WORK TO BE COMPLETED >> Below are records. Copy every line with "write" in it.

INFORMATION SHOWN >>
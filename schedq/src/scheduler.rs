//! 调度器模块
//! Scheduler module
//!
//! 单机模式下调度器只负责按时运行任务；
//! 集群模式下调度器还要负责把任务分配给集群节点。
//! In standalone mode the scheduler only runs jobs on time; in cluster
//! mode it is additionally responsible for allocating jobs to cluster
//! nodes.
//!
//! 运行循环是一个单独的任务：等待唤醒，读取到期任务并分发，
//! 然后根据存储中最小的下次运行时间动态计算下一次睡眠时长。
//! The run loop is a single task: it waits for a wakeup, reads and
//! dispatches due jobs, then derives the next sleep from the minimum next
//! run time in the store.

use crate::calc::{calc_next_run_time, truncate_to_second};
use crate::cluster::{ClusterNode, NodeInfo, REGISTER_TIMEOUT};
use crate::error::{Error, Result};
use crate::job::{Job, JobStatus, JobType};
use crate::notify::{notify_job_failure, EmailConfig, HttpCallbackConfig};
use crate::registry;
use crate::rpc;
use crate::store::Store;
use chrono::Utc;
use std::sync::atomic::{AtomicBool, Ordering};
use std::sync::{Arc, RwLock};
use std::time::Duration;
use tokio_util::sync::CancellationToken;
use tracing::{debug, error, info, warn};

/// 调度器
/// Scheduler
///
/// 所有公开方法都是并发安全的；调度器通常被放在 `Arc` 中，
/// 供运行循环、传输层和嵌入方共享。
/// All public methods are safe for concurrent use; the scheduler normally
/// lives in an `Arc` shared by the run loop, the transports and the
/// embedding caller.
pub struct Scheduler {
  /// 任务存储，唯一的任务状态来源
  /// Job store, the single source of job state
  store: RwLock<Option<Arc<dyn Store>>>,
  /// 集群模式下绑定的集群节点
  /// The cluster node bound in cluster mode
  cluster_node: RwLock<Option<Arc<ClusterNode>>>,
  /// 运行标志，start/stop 通过它串行化
  /// Running flag; start/stop serialize on it
  is_running: AtomicBool,
  /// 唤醒机制：到期时间被提前或调度器被停止时唤醒运行循环
  /// Wakeup primitive: wakes the run loop when a deadline moves earlier
  /// or the scheduler is stopped
  notify: tokio::sync::Notify,
  email_config: RwLock<Option<EmailConfig>>,
  http_callback_config: RwLock<Option<HttpCallbackConfig>>,
}

impl Default for Scheduler {
  fn default() -> Self {
    Self::new()
  }
}

impl Scheduler {
  /// 创建调度器，使用前须先绑定存储
  /// Create a scheduler; a store must be bound before use
  pub fn new() -> Self {
    Self {
      store: RwLock::new(None),
      cluster_node: RwLock::new(None),
      is_running: AtomicBool::new(false),
      notify: tokio::sync::Notify::new(),
      email_config: RwLock::new(None),
      http_callback_config: RwLock::new(None),
    }
  }

  /// 绑定存储并初始化后端
  /// Bind the store and initialize the backend
  pub async fn set_store(&self, store: Arc<dyn Store>) -> Result<()> {
    store.init().await?;
    if let Ok(mut guard) = self.store.write() {
      *guard = Some(store);
    }
    Ok(())
  }

  /// 绑定集群节点并初始化，注册失败对节点而言是致命的
  /// Bind and initialize the cluster node; a registration failure is
  /// fatal for the node
  pub async fn set_cluster_node(&self, cluster_node: Arc<ClusterNode>) -> Result<()> {
    if let Ok(mut guard) = self.cluster_node.write() {
      *guard = Some(Arc::clone(&cluster_node));
    }
    cluster_node.init().await
  }

  fn store(&self) -> Result<Arc<dyn Store>> {
    self
      .store
      .read()
      .ok()
      .and_then(|guard| guard.clone())
      .ok_or_else(|| Error::config("store is not set"))
  }

  fn cluster_node(&self) -> Option<Arc<ClusterNode>> {
    self.cluster_node.read().ok().and_then(|guard| guard.clone())
  }

  /// 设置邮件通知
  /// Set the email notification sink
  pub fn set_email_config(&self, config: EmailConfig) {
    if let Ok(mut guard) = self.email_config.write() {
      *guard = Some(config);
    }
  }

  /// 设置 HTTP 回调通知
  /// Set the HTTP callback notification sink
  pub fn set_http_callback_config(&self, config: HttpCallbackConfig) {
    if let Ok(mut guard) = self.http_callback_config.write() {
      *guard = Some(config);
    }
  }

  fn notify_configs(&self) -> (Option<EmailConfig>, Option<HttpCallbackConfig>) {
    (
      self.email_config.read().ok().and_then(|g| g.clone()),
      self.http_callback_config.read().ok().and_then(|g| g.clone()),
    )
  }

  /// 调度器是否在运行；存储取空时调度器会自行停止，
  /// 因此调用方不应假设该值跨事件稳定
  /// Whether the scheduler is running; it halts itself when the store
  /// drains, so callers should not assume this is stable across events
  pub fn is_running(&self) -> bool {
    self.is_running.load(Ordering::SeqCst)
  }

  /// 添加任务：初始化、持久化，并在需要时惰性启动调度器
  /// Add a job: initialize it, persist it and lazily start the scheduler
  pub async fn add_job(self: &Arc<Self>, mut j: Job) -> Result<Job> {
    j.init()?;

    info!("Scheduler add job `{}`.", j.full_name());

    self.store()?.add_job(&j).await?;

    if !self.is_running() {
      self.start();
    }

    Ok(j)
  }

  /// 按 id 读取任务
  /// Fetch a job by id
  pub async fn get_job(&self, id: &str) -> Result<Job> {
    self.store()?.get_job(id).await
  }

  /// 读取全部任务
  /// Fetch all jobs
  pub async fn get_all_jobs(&self) -> Result<Vec<Job>> {
    self.store()?.get_all_jobs().await
  }

  /// 更新任务并重算下次运行时间；
  /// 这是唯一会把下一次睡眠提前的路径
  /// Update a job and recompute its next run time; this is the only path
  /// that shortens the next sleep
  pub async fn update_job(&self, mut j: Job) -> Result<Job> {
    self.get_job(&j.id).await?;

    j.check()?;

    j.next_run_time = calc_next_run_time(&j, Utc::now())?;

    let last_next_wakeup_interval = self.next_wakeup_interval().await;

    self.store()?.update_job(&j).await?;

    let next_wakeup_interval = self.next_wakeup_interval().await;
    if next_wakeup_interval < last_next_wakeup_interval {
      self.wakeup();
    }

    Ok(j)
  }

  /// 删除任务
  /// Delete a job
  pub async fn delete_job(&self, id: &str) -> Result<()> {
    info!("Scheduler delete jobId `{}`.", id);

    self.get_job(id).await?;

    self.store()?.delete_job(id).await
  }

  /// 删除全部任务
  /// Delete all jobs
  pub async fn delete_all_jobs(&self) -> Result<()> {
    info!("Scheduler delete all jobs.");

    self.store()?.delete_all_jobs().await
  }

  /// 暂停任务，下次运行时间变为哨兵值
  /// Pause a job; its next run time becomes the sentinel
  pub async fn pause_job(&self, id: &str) -> Result<Job> {
    info!("Scheduler pause jobId `{}`.", id);

    let mut j = self.get_job(id).await?;
    j.status = JobStatus::Paused;

    self.update_job(j).await
  }

  /// 恢复任务
  /// Resume a job
  pub async fn resume_job(&self, id: &str) -> Result<Job> {
    info!("Scheduler resume jobId `{}`.", id);

    let mut j = self.get_job(id).await?;
    j.status = JobStatus::Running;

    self.update_job(j).await
  }

  /// 单机模式下直接运行任务，绕过调度
  /// Run a job directly in standalone mode, bypassing scheduling
  pub fn run_job(&self, j: Job) -> Result<()> {
    info!("Scheduler run job `{}`.", j.full_name());

    self._run_job(j);

    Ok(())
  }

  /// 集群模式下为任务挑选一个工作节点并分发
  /// Select a worker node for the job and dispatch, cluster aware
  pub fn schedule_job(&self, j: Job) -> Result<()> {
    info!("Scheduler schedule job `{}`.", j.full_name());

    self._schedule_job(j)
  }

  /// 在本进程内运行任务：解析注册表，带超时地在独立任务中执行
  /// Run the job in this process: resolve the registry and execute in its
  /// own task under the per-run timeout
  fn _run_job(&self, j: Job) {
    let Some(handler) = registry::lookup(&j.func_name) else {
      warn!("Job `{}` Func `{}` unregistered", j.full_name(), j.func_name);
      return;
    };

    info!(
      "Job `{}` is running, next run time: `{}`",
      j.full_name(),
      j.next_run_time
    );

    let (email_config, http_callback_config) = self.notify_configs();
    tokio::spawn(async move {
      let timeout = match humantime::parse_duration(&j.timeout) {
        Ok(timeout) => timeout,
        Err(e) => {
          let err_msg = format!("Job `{}` Timeout `{}` error: {}", j.full_name(), j.timeout, e);
          error!("{}", err_msg);
          notify_job_failure(&email_config, &http_callback_config, &j, &err_msg).await;
          return;
        }
      };

      let token = CancellationToken::new();
      let inner = tokio::spawn(handler(token.child_token(), j.clone()));
      tokio::select! {
        result = inner => match result {
          Ok(Ok(())) => {}
          Ok(Err(e)) => {
            let err_msg = format!("Job `{}` run error: {}", j.full_name(), e);
            error!("{}", err_msg);
            notify_job_failure(&email_config, &http_callback_config, &j, &err_msg).await;
          }
          Err(e) if e.is_panic() => {
            let err_msg = format!("Job `{}` run panic: {:?}", j.full_name(), e);
            error!("{}", err_msg);
            notify_job_failure(&email_config, &http_callback_config, &j, &err_msg).await;
          }
          Err(_) => {}
        },
        _ = tokio::time::sleep(timeout) => {
          // 运行中的任务不被强杀，取消信号即契约
          // The running task is not forcibly killed; the cancellation
          // signal is the contract
          token.cancel();
          warn!("Job `{}` run timeout", j.full_name());
          notify_job_failure(&email_config, &http_callback_config, &j, "Job run timeout").await;
        }
      }
    });
  }

  /// 调用对端节点的 RunJob RPC，不阻塞运行循环
  /// Call the peer node's RunJob RPC without blocking the run loop
  fn _run_job_remote(&self, node: NodeInfo, j: Job) {
    tokio::spawn(async move {
      let mut pb_job = crate::proto::Job::from(&j);
      pb_job.scheduled = true;
      if let Err(e) = rpc::call::<_, crate::proto::Empty>(
        &node.scheduler_endpoint,
        "RunJob",
        &pb_job,
        REGISTER_TIMEOUT,
      )
      .await
      {
        error!("Scheduler run job `{}` remote error {}", j.full_name(), e);
      }
    });
  }

  fn _schedule_job(&self, j: Job) -> Result<()> {
    match self.cluster_node() {
      // 单机模式
      // Standalone mode
      None => {
        self._run_job(j);
        Ok(())
      }
      // 集群模式下节点对等，也可能选中自己
      // In cluster mode all nodes are equal and may pick this node
      Some(cluster_node) => match cluster_node.choice_node(&j.queues) {
        Ok(node) if node.id != cluster_node.id() => {
          self._run_job_remote(node, j);
          Ok(())
        }
        _ => {
          if j.queues.is_empty() || j.queues.contains(&cluster_node.queue) {
            self._run_job(j);
            Ok(())
          } else {
            Err(Error::ClusterNodeUnavailable {
              queues: j.queues.clone(),
            })
          }
        }
      },
    }
  }

  /// 分发后的落盘：记录本次运行时间；已触发的一次性任务被删除，
  /// 其余任务整体更新
  /// Post-dispatch flush: record the run time; a fired one-shot job is
  /// deleted, everything else is updated in full
  async fn _flush_job(&self, mut j: Job, now: chrono::DateTime<Utc>) -> Result<()> {
    j.last_run_time = Some(truncate_to_second(now));

    if j.job_type == JobType::Datetime {
      if j.next_run_time < now {
        self
          .delete_job(&j.id)
          .await
          .map_err(|e| Error::store(format!("delete job `{}` error: {}", j.full_name(), e)))?;
      }
    } else {
      self
        .update_job(j.clone())
        .await
        .map_err(|e| Error::store(format!("update job `{}` error: {}", j.full_name(), e)))?;
    }

    Ok(())
  }

  /// 运行循环：扫描到期任务，分发并落盘，然后按最小下次运行时间睡眠
  /// The run loop: sweep due jobs, dispatch and flush them, then sleep
  /// until the minimum next run time
  async fn run(self: Arc<Self>) {
    loop {
      if !self.is_running() {
        break;
      }

      let now = Utc::now();

      let mut js = match self.get_all_jobs().await {
        Ok(js) => js,
        Err(e) => {
          // 存储级失败跳过本次扫描，循环保留，下次触发重试
          // A store-wide failure skips this sweep; the loop stays and the
          // next fire retries
          error!("Scheduler get all jobs error: {}", e);
          self.sleep_or_wakeup(Duration::from_secs(1)).await;
          continue;
        }
      };

      // 存储为空时停止调度器，避免空转唤醒
      // Stop the scheduler when the store is empty to avoid hot wakeups
      if js.is_empty() {
        self.stop();
        continue;
      }

      // 遇到第一个未到期的任务后，后续任务无需再检查
      // Once the first non-due job is reached, the rest need no check
      js.sort_by_key(|j| j.next_run_time);
      for mut j in js {
        if j.next_run_time >= now {
          break;
        }

        let next_run_time = match calc_next_run_time(&j, now) {
          Ok(next_run_time) => next_run_time,
          Err(e) => {
            error!("Scheduler calc next run time error: {}", e);
            continue;
          }
        };
        j.next_run_time = next_run_time;

        if let Err(e) = self._schedule_job(j.clone()) {
          error!("Scheduler schedule job `{}` error: {}", j.full_name(), e);
        }

        if let Err(e) = self._flush_job(j, now).await {
          error!("Scheduler {}", e);
          continue;
        }
      }

      let next_wakeup_interval = self.next_wakeup_interval().await;
      debug!("Scheduler next wakeup interval {:?}", next_wakeup_interval);
      self.sleep_or_wakeup(next_wakeup_interval).await;
    }

    info!("Scheduler quit.");
  }

  /// 睡到给定时长或被唤醒
  /// Sleep for the given duration or until woken
  async fn sleep_or_wakeup(&self, interval: Duration) {
    tokio::select! {
      _ = tokio::time::sleep(interval) => {}
      _ = self.notify.notified() => {}
    }
  }

  /// 动态计算下一次唤醒间隔，避免频繁唤醒调度器
  /// Dynamically compute the next wakeup interval to avoid waking the
  /// scheduler too often
  async fn next_wakeup_interval(&self) -> Duration {
    let next_run_time_min = match self.store() {
      Ok(store) => match store.get_next_run_time().await {
        Ok(next_run_time_min) => next_run_time_min,
        Err(e) => {
          error!("Scheduler get next wakeup interval error: {}", e);
          Some(Utc::now() + chrono::Duration::seconds(1))
        }
      },
      Err(_) => None,
    };

    match next_run_time_min {
      None => Duration::from_secs(1),
      Some(next_run_time_min) => {
        let interval = next_run_time_min - Utc::now();
        if interval < chrono::Duration::zero() {
          Duration::from_secs(1)
        } else {
          interval.to_std().unwrap_or(Duration::from_secs(1))
        }
      }
    }
  }

  /// 把运行循环的下一次唤醒提前到现在
  /// Move the run loop's next wakeup to now
  fn wakeup(&self) {
    self.notify.notify_one();
  }

  /// 启动调度器，幂等；除手动调用外 `add_job` 也会调用
  /// Start the scheduler, idempotent; besides manual calls, `add_job`
  /// also calls this
  pub fn start(self: &Arc<Self>) {
    if self.is_running.swap(true, Ordering::SeqCst) {
      info!("Scheduler is running.");
      return;
    }

    let scheduler = Arc::clone(self);
    tokio::spawn(async move {
      scheduler.run().await;
    });

    info!("Scheduler start.");
  }

  /// 停止调度器，幂等；除手动调用外，存储为空时也会被调用。
  /// 运行中的任务不会被终止，它们最多存活到各自的超时。
  /// Stop the scheduler, idempotent; besides manual calls, this is also
  /// invoked when the store is empty. Running jobs are not terminated;
  /// they live at most until their own timeouts.
  pub fn stop(&self) {
    if !self.is_running.swap(false, Ordering::SeqCst) {
      info!("Scheduler has stopped.");
      return;
    }

    self.notify.notify_one();

    info!("Scheduler stop.");
  }
}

SOLUTION >>
    if let Ok(mut guard) = self.store.write() {
    if let Ok(mut guard) = self.cluster_node.write() {
    if let Ok(mut guard) = self.email_config.write() {
    if let Ok(mut guard) = self.http_callback_config.write() {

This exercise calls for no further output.